A short history of vaccines

This is for a new chapter in the book How to Live Forever (available on Amazon as eBook or print copy).

Before vaccination was invented, a method of immunising a person from smallpox was to take small samples of the disease, directly infect the person, and hope that the body learned to cure itself before the infection learned to kill the person.

In China, the method used was slightly smarter, but more uninviting. They would take the scabs of a person infected with the disease, dry the scabs, grind them up, then blow the dust up the nostril of the person to be variolated.

In a way, this is like the primitive method a lot of people still use today, where when a parent’s child has chickenpox, they will hold a party for the child and invite the neighbours around, the thought being that if the child catches chickenpox early, then when it is cured, they will never catch it again, and will be inoculated against more dangerous diseases such as shingles.

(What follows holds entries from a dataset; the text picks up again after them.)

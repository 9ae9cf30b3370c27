//! Depth-bounded enumeration of simple paths between two experiences.
//!
//! Cycle avoidance uses a per-path visited set carried on the recursion
//! stack — pushed on descent, popped on backtrack — so a node excluded on one
//! branch may legally reappear on a sibling branch. A global visited set
//! would silently prune legitimate diamond-shaped paths.

use rusqlite::Connection as Db;
use serde::Serialize;
use std::collections::HashSet;

use crate::config::GraphConfig;
use crate::graph::connections;
use crate::graph::error::{GraphError, Result};
use crate::graph::nodes;
use crate::graph::types::Connection;

/// One hop along a path: the experience reached and the connection used.
#[derive(Debug, Clone, Serialize)]
pub struct PathStep {
    pub experience_id: i64,
    pub connection: Connection,
}

/// A path from start to end, as the sequence of hops after the start node.
pub type Path = Vec<PathStep>;

/// Enumerate every simple path from `start_id` to `end_id` using at most
/// `max_depth` edges, following only edges with strength ≥ `min_strength`.
///
/// At each node the candidate hops are outgoing edges (any direction) and
/// incoming bidirectional edges, visited in edge-id order so output is
/// reproducible. The whole search runs against one read snapshot.
///
/// The search is worst-case exponential, so it is bounded by the configured
/// caps on returned paths and node expansions; exceeding either surfaces
/// [`GraphError::ResourceExhausted`] instead of a silently truncated result.
pub fn find_paths(
    conn: &Db,
    config: &GraphConfig,
    start_id: i64,
    end_id: i64,
    max_depth: usize,
    min_strength: i64,
) -> Result<Vec<Path>> {
    // Snapshot for the duration of the search.
    let tx = conn.unchecked_transaction()?;

    if !nodes::experience_exists(&tx, start_id)? {
        return Err(GraphError::InvalidArgument(format!(
            "start experience {start_id} not found"
        )));
    }
    if !nodes::experience_exists(&tx, end_id)? {
        return Err(GraphError::InvalidArgument(format!(
            "end experience {end_id} not found"
        )));
    }

    let mut search = Search {
        tx: &tx,
        end_id,
        max_depth,
        min_strength,
        max_paths: config.max_paths,
        max_visited: config.max_visited_nodes,
        expansions: 0,
        on_path: HashSet::new(),
        current: Vec::new(),
        paths: Vec::new(),
    };
    search.descend(start_id, 0)?;

    tracing::debug!(
        start_id,
        end_id,
        paths = search.paths.len(),
        expansions = search.expansions,
        "path search complete"
    );
    Ok(search.paths)
}

struct Search<'a> {
    tx: &'a rusqlite::Transaction<'a>,
    end_id: i64,
    max_depth: usize,
    min_strength: i64,
    max_paths: usize,
    max_visited: usize,
    expansions: usize,
    /// Nodes on the path currently being built.
    on_path: HashSet<i64>,
    current: Vec<PathStep>,
    paths: Vec<Path>,
}

impl Search<'_> {
    fn descend(&mut self, current_id: i64, depth: usize) -> Result<()> {
        if current_id == self.end_id && depth > 0 {
            if self.paths.len() >= self.max_paths {
                return Err(GraphError::ResourceExhausted(format!(
                    "path search found more than {} paths",
                    self.max_paths
                )));
            }
            self.paths.push(self.current.clone());
            return Ok(());
        }
        if depth == self.max_depth {
            return Ok(());
        }

        self.expansions += 1;
        if self.expansions > self.max_visited {
            return Err(GraphError::ResourceExhausted(format!(
                "path search visited more than {} nodes",
                self.max_visited
            )));
        }

        self.on_path.insert(current_id);
        let edges = connections::traversable_edges(self.tx, current_id, self.min_strength)?;
        for edge in edges {
            let next = if edge.source_id == current_id {
                edge.target_id
            } else {
                edge.source_id
            };
            if self.on_path.contains(&next) {
                continue;
            }
            self.current.push(PathStep {
                experience_id: next,
                connection: edge,
            });
            self.descend(next, depth + 1)?;
            self.current.pop();
        }
        self.on_path.remove(&current_id);
        Ok(())
    }
}
//! Whole-network statistics over the connection graph.

use rusqlite::Connection as Db;
use serde::Serialize;
use std::collections::HashMap;

use crate::graph::error::Result;
use crate::graph::types::ConnectionType;

/// Response from network_stats.
#[derive(Debug, Serialize)]
pub struct NetworkStatsResponse {
    pub total_connections: u64,
    /// Experiences that appear in at least one connection.
    pub connected_experiences: u64,
    pub total_experiences: u64,
    pub avg_strength: f64,
    /// Connections per connected experience.
    pub avg_degree: f64,
    /// Share of all experiences that participate in the graph.
    pub network_coverage: f64,
    pub by_type: HashMap<String, u64>,
}

/// Count connections per type. Every type is present, zero-filled.
pub fn type_distribution(conn: &Db) -> Result<HashMap<String, u64>> {
    let mut map = HashMap::new();
    for ct in ConnectionType::ALL {
        map.insert(ct.as_str().to_string(), 0);
    }

    let mut stmt =
        conn.prepare("SELECT connection_type, COUNT(*) FROM connections GROUP BY connection_type")?;
    let rows: Vec<(String, i64)> = stmt
        .query_map([], |row| Ok((row.get(0)?, row.get(1)?)))?
        .collect::<std::result::Result<Vec<_>, _>>()?;

    for (connection_type, count) in rows {
        map.insert(connection_type, count as u64);
    }
    Ok(map)
}

/// Compute summary statistics for the whole graph.
pub fn network_stats(conn: &Db) -> Result<NetworkStatsResponse> {
    // Snapshot so the counts agree with each other.
    let tx = conn.unchecked_transaction()?;

    let total_connections: u64 =
        tx.query_row("SELECT COUNT(*) FROM connections", [], |row| {
            row.get::<_, i64>(0)
        })? as u64;
    let connected_experiences: u64 = tx.query_row(
        "SELECT COUNT(*) FROM (SELECT source_id AS id FROM connections \
         UNION SELECT target_id FROM connections)",
        [],
        |row| row.get::<_, i64>(0),
    )? as u64;
    let total_experiences: u64 =
        tx.query_row("SELECT COUNT(*) FROM experiences", [], |row| {
            row.get::<_, i64>(0)
        })? as u64;
    let avg_strength: Option<f64> =
        tx.query_row("SELECT AVG(strength) FROM connections", [], |row| row.get(0))?;
    let by_type = type_distribution(&tx)?;
    drop(tx);

    let avg_degree = if connected_experiences > 0 {
        total_connections as f64 / connected_experiences as f64
    } else {
        0.0
    };
    let network_coverage = if total_experiences > 0 {
        connected_experiences as f64 / total_experiences as f64
    } else {
        0.0
    };

    Ok(NetworkStatsResponse {
        total_connections,
        connected_experiences,
        total_experiences,
        avg_strength: avg_strength.unwrap_or(0.0),
        avg_degree,
        network_coverage,
        by_type,
    })
}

In 1796, doctor Edward Jenner performed an experiment which caught public opinion. In a procedure that would have people up in arms today, he took some pus from a cowpox pustule on a milk-maid and inserted it into his gardener’s son’s arm through a small cut, deliberately trying to infect the 8-year-old boy with a dying cowpox virus (pus is the immune system basically drowning an invading particle), the idea being that a dying or dead virus might be just as good as the living thing for training purposes, and will be heavily weakened already.

Over the next few days and weeks, he subjected the boy to increasing challenges from various poxes, none of which took hold.

In celebration of the success of the experiment, the cow from which the cowpox was gotten was killed, skinned, and the skin was hung on the wall of the St George’s Medical School Library, where it still hangs.

By experimentation he was able to show that cowpox and smallpox can both be vaccinated against from the same vaccination, and more importantly that the vaccination does not need to come directly from the source (the cow), but can be grown in a lab.

10 years later, he was given a grant of £10,000 from the king (worth £918,403.60 in 2017), and 5 years later, another £20,000 (worth £1,836,807.21 in 2017) after vaccination was confirmed by the Royal College of Physicians to really work.

Smallpox has existed since at least 10,000 BCE. During the 18th century, it was responsible for about 400,000 deaths every year, and for a full third of all blindnesses. It has been estimated that about 500,000,000 people died of smallpox during the 20th century.

But, because of Edward Jenner’s experiment, we no longer die of smallpox. The disease was completely wiped out in 1979. Vaccinations work.